Загрузить еще

Представляем 58-й альбом книжной коллекции "Коровин"

Представляем 58-й альбом книжной коллекции

Импрессионистов все любят? Все. Но в  основном французских. Между тем был в России автор, ничуть им не уступающий. 

Константина Коровина современники по-настоящему не оценили. Кроме Репина, который увидел одну из первых его работ -  "Портрет хористки" - и восторженно требовал: "Покажите мне, кто создал это!" 

Сын разорившегося купца и дворянки рос не то чтобы в нищете, но копейки в семье считали.  Что и толкнуло юного Коровина в архитекторы - профессию, как ему тогда казалось, одновременно и денежную, и творческую. Поступил вслед за братом в Московское училище живописи, ваяния и зодчества. Однако вскоре душа не выдержала - перевелся на отделение живописи. 

Учился он рисовать у Саврасова и Поленова. Классики студента-выскочку недолюбливали, твердили - не так рисуешь, посмотри на передвижников! Коровина считали неумехой, задвигали на задний план. Тут два века стыкуются, декаденты кругом, споры о судьбах России,  террор, войны, студенты бунтуют, Ульянов-Ленин со своей "Искрой" подрывает устои самодержавия, Маяковский в желтой кофте беснуется, формализм всех мастей зарождается... А у Коровина - нежнейшие крымские пейзажи грубыми мазками. Цветы. И  бесконечные тонкие женщины на полотнах - с гитарами и без, одетые и не очень... Импрессионизм во всей своей неукротимости.  И это при том, что краски на его картинах - самые что ни есть российские, приглушенные, с уклоном в серый и коричневый. Но даже от этого коричневого - ярчайший свет. Повесьте такую репродукцию на стенку, и комнату словно обогревать не надо, тепло идет от картины.

Константин Коровин. Сирень. 1915 год.

"Слишком несерьезно, слишком празднично, подражает французам, нет своего почерка", - хором твердили тогдашние критики. И ссылались на то, что искусство-де должно искать новые формы. Однако же где теперь эти формы, где декаденты с их вымороченностью, где желтая кофта Маяковского? 
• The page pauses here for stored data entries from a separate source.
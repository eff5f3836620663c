//! Request context handed to middlewares and handlers.

use std::collections::HashMap;

use serde_json::Value;

use crate::ids::RequestId;
use crate::method::HttpMethod;
use crate::router::ParamVec;

use super::response::{find_header, upsert_header, HeaderVec};

/// A file received with the request, already parsed by the transport layer.
#[derive(Debug, Clone, PartialEq, Eq)]
pub struct UploadedFile {
    pub field_name: String,
    pub file_name: String,
    pub content_type: Option<String>,
    pub data: Vec<u8>,
}

/// A request as handed to [`Application::dispatch`](crate::Application::dispatch)
/// by the transport layer.
#[derive(Debug, Clone)]
pub struct IncomingRequest {
    pub method: http::Method,
    /// Request target, possibly with a query string
    pub path: String,
    pub headers: HeaderVec,
    pub body: Option<Value>,
    pub file: Option<UploadedFile>,
}

impl IncomingRequest {
    #[must_use]
    pub fn new(method: http::Method, path: impl Into<String>) -> Self {
        Self {
            method,
            path: path.into(),
            headers: HeaderVec::new(),
            body: None,
            file: None,
        }
    }

    #[must_use]
    pub fn get(path: impl Into<String>) -> Self {
        Self::new(http::Method::GET, path)
    }

    #[must_use]
    pub fn post(path: impl Into<String>, body: Value) -> Self {
        Self::new(http::Method::POST, path).with_body(body)
    }

    #[must_use]
    pub fn with_header(mut self, name: &str, value: impl Into<String>) -> Self {
        upsert_header(&mut self.headers, name, value.into());
        self
    }

    #[must_use]
    pub fn with_body(mut self, body: Value) -> Self {
        self.body = Some(body);
        self
    }

    #[must_use]
    pub fn with_file(mut self, file: UploadedFile) -> Self {
        self.file = Some(file);
        self
    }
}

/// The request half of a [`Context`]. This is the `req` argument foreign
/// middlewares receive.
#[derive(Debug, Clone)]
pub struct RawRequest {
    pub request_id: RequestId,
    pub method: HttpMethod,
    /// Normalized path: no query string, no leading or trailing slash
    pub path: String,
    pub headers: HeaderVec,
    pub body: Option<Value>,
    pub file: Option<UploadedFile>,
    /// Values foreign middlewares attach for later middlewares and handlers
    pub locals: HashMap<String, Value>,
}

impl RawRequest {
    /// Get a header by name (case-insensitive per RFC 7230)
    #[inline]
    #[must_use]
    pub fn header(&self, name: &str) -> Option<&str> {
        find_header(&self.headers, name)
    }
}

/// The response half of a [`Context`]. This is the `res` argument foreign
/// middlewares receive.
///
/// Handlers normally just return a body and leave this alone. A middleware
/// that ends the chain without calling `next` uses [`ResponseHandle::send`] to
/// decide what the client gets.
#[derive(Debug, Clone, Default)]
pub struct ResponseHandle {
    status: Option<u16>,
    headers: HeaderVec,
    body: Option<Value>,
}

impl ResponseHandle {
    pub fn set_status(&mut self, status: u16) -> &mut Self {
        self.status = Some(status);
        self
    }

    #[must_use]
    pub fn status(&self) -> Option<u16> {
        self.status
    }

    pub fn set_header(&mut self, name: &str, value: impl Into<String>) -> &mut Self {
        upsert_header(&mut self.headers, name, value.into());
        self
    }

    #[must_use]
    pub fn header(&self, name: &str) -> Option<&str> {
        find_header(&self.headers, name)
    }

    /// Set the response body.
    pub fn send(&mut self, body: Value) {
        self.body = Some(body);
    }

    #[must_use]
    pub fn is_sent(&self) -> bool {
        self.body.is_some()
    }

    pub(crate) fn into_parts(self) -> (Option<u16>, HeaderVec, Option<Value>) {
        (self.status, self.headers, self.body)
    }
}

/// Everything a middleware or handler sees about the current request.
#[derive(Debug, Clone)]
pub struct Context {
    pub request: RawRequest,
    pub response: ResponseHandle,
    /// Path parameters bound by the matched route
    pub params: ParamVec,
    /// Query string parameters
    pub query: HashMap<String, String>,
}

impl Context {
    #[must_use]
    pub fn new(request: RawRequest, params: ParamVec, query: HashMap<String, String>) -> Self {
        Self {
            request,
            response: ResponseHandle::default(),
            params,
            query,
        }
    }

    #[must_use]
    pub fn request_id(&self) -> RequestId {
        self.request.request_id
    }

    #[must_use]
    pub fn method(&self) -> HttpMethod {
        self.request.method
    }

    #[must_use]
    pub fn path(&self) -> &str {
        &self.request.path
    }

    /// Get a path parameter by name; last binding wins for repeated names.
    #[inline]
    #[must_use]
    pub fn param(&self, name: &str) -> Option<&str> {
        self.params
            .iter()
            .rfind(|(k, _)| k.as_ref() == name)
            .map(|(_, v)| v.as_str())
    }

    #[inline]
    #[must_use]
    pub fn query_param(&self, name: &str) -> Option<&str> {
        self.query.get(name).map(String::as_str)
    }

    #[inline]
    #[must_use]
    pub fn header(&self, name: &str) -> Option<&str> {
        self.request.header(name)
    }

    #[must_use]
    pub fn body(&self) -> Option<&Value> {
        self.request.body.as_ref()
    }

    #[must_use]
    pub fn file(&self) -> Option<&UploadedFile> {
        self.request.file.as_ref()
    }

    /// Status the response will carry when the handler completes.
    pub fn set_status(&mut self, status: u16) {
        self.response.set_status(status);
    }

    /// Attach a value for later middlewares and the handler.
    pub fn insert_local(&mut self, key: impl Into<String>, value: Value) {
        self.request.locals.insert(key.into(), value);
    }

    #[must_use]
    pub fn local(&self, key: &str) -> Option<&Value> {
        self.request.locals.get(key)
    }
}

/// Parse a query string with `application/x-www-form-urlencoded` rules.
/// Repeated keys keep the last value.
#[must_use]
pub fn parse_query(query: &str) -> HashMap<String, String> {
    url::form_urlencoded::parse(query.as_bytes())
        .into_owned()
        .collect()
}

/// Split a request target into its normalized path and optional query.
#[must_use]
pub fn split_target(target: &str) -> (&str, Option<&str>) {
    let (path, query) = match target.split_once('?') {
        Some((path, query)) => (path, Some(query)),
        None => (target, None),
    };
    let path = path.split_once('#').map_or(path, |(p, _)| p);
    (path.trim_matches('/'), query)
}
А Коровин - вот он, висит в музеях, глаз радует. Потому что, не оглядываясь на передвижников с их тоскливыми сюжетами, находил красоту в самом обыденном. Даже в угрюмых поморских камнях. Даже в нетопленых питерских комнатах военного 1919 года. В любой его картине, созданной пусть и в самые тяжелые годы, - бунинские какие-то интонации: усадьбы, вечера, сирени, закаты, огни мокрого от дождя Парижа, среднерусские березки с саврасками. И во всем цвет, свет и радость - чистое язычество. Снег у Коровина на полотнах тает в руках и стекает между пальцами, бревна деревянных изб теплые на ощупь, цветы пахнут, вороны орут, одурело приветствуя весну, савраски прядают ушами, женщины кокетничают. Все живое и сиюминутное. И декорации к театральным постановкам Римского-Корсакова он рисовал такие же радостные, былинными сине-красно-золотыми тонами.

И при всем этом во время Первой мировой работал консультантом по маскировке в штабе русской армии...

Место ему, конечно же, рядом с Моне, Ренуаром. Потому что никто, кроме Коровина, в России, пожалуй, не умел так точно схватить и оставить на полотне секундное ощущение радости от увиденной красоты.